Chemical inhibition of the integrated stress response impairs the ubiquitin-proteasome system

The Integrated Stress Response Inhibitor (ISRIB) is an experimental compound that has been used to explore the potential beneficial effects of reducing the activation of the integrated stress response (ISR). As the ISR is a protective response, there is, however, a risk that its inhibition may compromise the cell’s ability to restore protein homeostasis. Here, we show that ISRIB treatment impairs degradation of proteins by the ubiquitin-proteasome system (UPS) during proteotoxic stress in the cytosolic, but not nuclear, compartment.
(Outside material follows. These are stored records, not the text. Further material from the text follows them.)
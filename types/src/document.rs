//! Topic documents and their typed content blocks.
//!
//! A topic's `content` is an ordered sequence of [`ContentBlock`]s. The block
//! set is closed: anything tagged with an unknown `type` deserializes to
//! [`ContentBlock::Unsupported`] instead of failing the whole document. So does
//! a known block too malformed to read, one block at a time.

use std::collections::BTreeMap;
use std::iter;

use serde::{Deserialize, Deserializer, Serialize};
use serde_json::Value;

use crate::TopicId;

// ============================================================================
// Metadata
// ============================================================================

/// How demanding a topic is.
#[derive(Debug, Clone, Copy, PartialEq, Eq, Hash, PartialOrd, Ord, Serialize, Deserialize)]
#[serde(rename_all = "lowercase")]
pub enum Difficulty {
    Beginner,
    Intermediate,
    Advanced,
}

impl Difficulty {
    #[must_use]
    pub const fn label(self) -> &'static str {
        match self {
            Self::Beginner => "Beginner",
            Self::Intermediate => "Intermediate",
            Self::Advanced => "Advanced",
        }
    }
}

/// Descriptive metadata shown in the listing and the detail header.
#[derive(Debug, Clone, PartialEq, Serialize, Deserialize)]
pub struct TopicMeta {
    pub title: String,
    pub description: String,
    pub category: String,
    pub difficulty: Difficulty,
    /// Estimated reading time in minutes.
    pub duration: u32,
    #[serde(default)]
    pub keywords: Vec<String>,
    /// Any further metadata fields, carried through untouched.
    #[serde(flatten)]
    pub extra: BTreeMap<String, Value>,
}

// ============================================================================
// Content blocks
// ============================================================================

const DEFAULT_HEADING_LEVEL: u8 = 2;

#[derive(Debug, Clone, PartialEq, Eq, Serialize, Deserialize)]
pub struct HeadingBlock {
    #[serde(default = "default_heading_level")]
    pub level: u8,
    pub text: String,
    #[serde(default, skip_serializing_if = "Option::is_none")]
    pub anchor: Option<String>,
}

#[derive(Debug, Clone, PartialEq, Eq, Serialize, Deserialize)]
pub struct ParagraphBlock {
    pub text: String,
}

#[derive(Debug, Clone, PartialEq, Eq, Serialize, Deserialize)]
pub struct CodeBlock {
    pub language: String,
    pub code: String,
    #[serde(default, skip_serializing_if = "Option::is_none")]
    pub explanation: Option<String>,
}

#[derive(Debug, Clone, Copy, PartialEq, Eq, Hash, Serialize, Deserialize)]
#[serde(rename_all = "lowercase")]
pub enum ListStyle {
    Ordered,
    Unordered,
}

#[derive(Debug, Clone, PartialEq, Eq, Serialize, Deserialize)]
pub struct ListBlock {
    pub style: ListStyle,
    #[serde(default)]
    pub items: Vec<String>,
}

/// A table. Rows are not required to match the header width, and scalar cells
/// (numbers, booleans) are read as their text.
#[derive(Debug, Clone, PartialEq, Eq, Serialize, Deserialize)]
pub struct TableBlock {
    #[serde(default, deserialize_with = "cell_row")]
    pub headers: Vec<String>,
    #[serde(default, deserialize_with = "cell_rows")]
    pub rows: Vec<Vec<String>>,
}

impl TableBlock {
    /// Number of columns needed to show every header and every cell.
    #[must_use]
    pub fn column_count(&self) -> usize {
        self.rows
            .iter()
            .map(Vec::len)
            .chain(iter::once(self.headers.len()))
            .max()
            .unwrap_or(0)
    }
}

#[derive(Debug, Clone, Copy, PartialEq, Eq, Hash, Serialize, Deserialize)]
#[serde(rename_all = "lowercase")]
pub enum AlertVariant {
    Info,
    Warning,
    #[serde(alias = "error")]
    Danger,
}

impl AlertVariant {
    #[must_use]
    pub const fn label(self) -> &'static str {
        match self {
            Self::Info => "Note",
            Self::Warning => "Warning",
            Self::Danger => "Danger",
        }
    }
}

#[derive(Debug, Clone, PartialEq, Eq, Serialize, Deserialize)]
pub struct AlertBlock {
    pub variant: AlertVariant,
    pub content: String,
}

/// The tag of a renderable block.
#[derive(Debug, Clone, Copy, PartialEq, Eq, Hash)]
pub enum BlockKind {
    Heading,
    Paragraph,
    Code,
    List,
    Table,
    Alert,
}

/// One element of a topic's content, discriminated by its `type` field.
#[derive(Debug, Clone, PartialEq, Eq, Serialize, Deserialize)]
#[serde(tag = "type", rename_all = "lowercase")]
pub enum ContentBlock {
    Heading(HeadingBlock),
    Paragraph(ParagraphBlock),
    Code(CodeBlock),
    List(ListBlock),
    Table(TableBlock),
    Alert(AlertBlock),
    /// Any block whose `type` is not one of the known tags. Its fields are discarded.
    #[serde(other)]
    Unsupported,
}

impl ContentBlock {
    /// The block's tag, or `None` for [`ContentBlock::Unsupported`].
    #[must_use]
    pub const fn kind(&self) -> Option<BlockKind> {
        match self {
            Self::Heading(_) => Some(BlockKind::Heading),
            Self::Paragraph(_) => Some(BlockKind::Paragraph),
            Self::Code(_) => Some(BlockKind::Code),
            Self::List(_) => Some(BlockKind::List),
            Self::Table(_) => Some(BlockKind::Table),
            Self::Alert(_) => Some(BlockKind::Alert),
            Self::Unsupported => None,
        }
    }

    #[must_use]
    pub const fn is_supported(&self) -> bool {
        self.kind().is_some()
    }
}

// ============================================================================
// Topic
// ============================================================================

/// A catalogued document. Immutable once loaded.
#[derive(Debug, Clone, PartialEq, Serialize, Deserialize)]
#[serde(rename_all = "camelCase")]
pub struct Topic {
    pub id: TopicId,
    pub meta: TopicMeta,
    #[serde(default, deserialize_with = "lenient_blocks")]
    pub content: Vec<ContentBlock>,
    #[serde(default, skip_serializing_if = "Option::is_none")]
    pub summary: Option<String>,
    #[serde(default)]
    pub next_steps: Vec<String>,
}

impl Topic {
    /// Case-insensitive substring match over title, description, category and keywords.
    ///
    /// A blank query matches everything.
    #[must_use]
    pub fn matches(&self, query: &str) -> bool {
        let needle = query.trim().to_lowercase();
        if needle.is_empty() {
            return true;
        }
        let meta = &self.meta;
        [&meta.title, &meta.description, &meta.category]
            .into_iter()
            .chain(meta.keywords.iter())
            .any(|field| field.to_lowercase().contains(&needle))
    }
}

// ============================================================================
// Lenient content
// ============================================================================

const fn default_heading_level() -> u8 {
    DEFAULT_HEADING_LEVEL
}

/// Read each block on its own; one that fails becomes [`ContentBlock::Unsupported`].
fn lenient_blocks<'de, D>(deserializer: D) -> Result<Vec<ContentBlock>, D::Error>
where
    D: Deserializer<'de>,
{
    let raw = Vec::<Value>::deserialize(deserializer)?;
    Ok(raw
        .into_iter()
        .map(|value| serde_json::from_value(value).unwrap_or(ContentBlock::Unsupported))
        .collect())
}

fn cell_text(value: Value) -> String {
    match value {
        Value::String(text) => text,
        Value::Null => String::new(),
        other => other.to_string(),
    }
}

fn cell_row<'de, D>(deserializer: D) -> Result<Vec<String>, D::Error>
where
    D: Deserializer<'de>,
{
    let row = Vec::<Value>::deserialize(deserializer)?;
    Ok(row.into_iter().map(cell_text).collect())
}

fn cell_rows<'de, D>(deserializer: D) -> Result<Vec<Vec<String>>, D::Error>
where
    D: Deserializer<'de>,
{
    let rows = Vec::<Vec<Value>>::deserialize(deserializer)?;
    Ok(rows
        .into_iter()
        .map(|row| row.into_iter().map(cell_text).collect())
        .collect())
}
Degradation of proteins intercepted by ribosome quality control (RQC) was particularly affected as accumulation of a UPS reporter substrate for ribosome quality control (RQC) was comparable to the level observed after proteasome inhibition. Consistent with impaired RQC, ISRIB treatment caused an accumulation of polyubiquitylated and detergent insoluble defective ribosome products (DRiPs) in the presence of puromycin. As depletion of the RQC ubiquitin ligase listerin partially restored ubiquitin-dependent proteasomal degradation, these data suggest that the persistent protein translation during proteotoxic stress in ISRIB-treated cells increases the pool of newly synthesized proteins targeted by RQC, which aggravates UPS dysfunction by overloading the cytosolic UPS.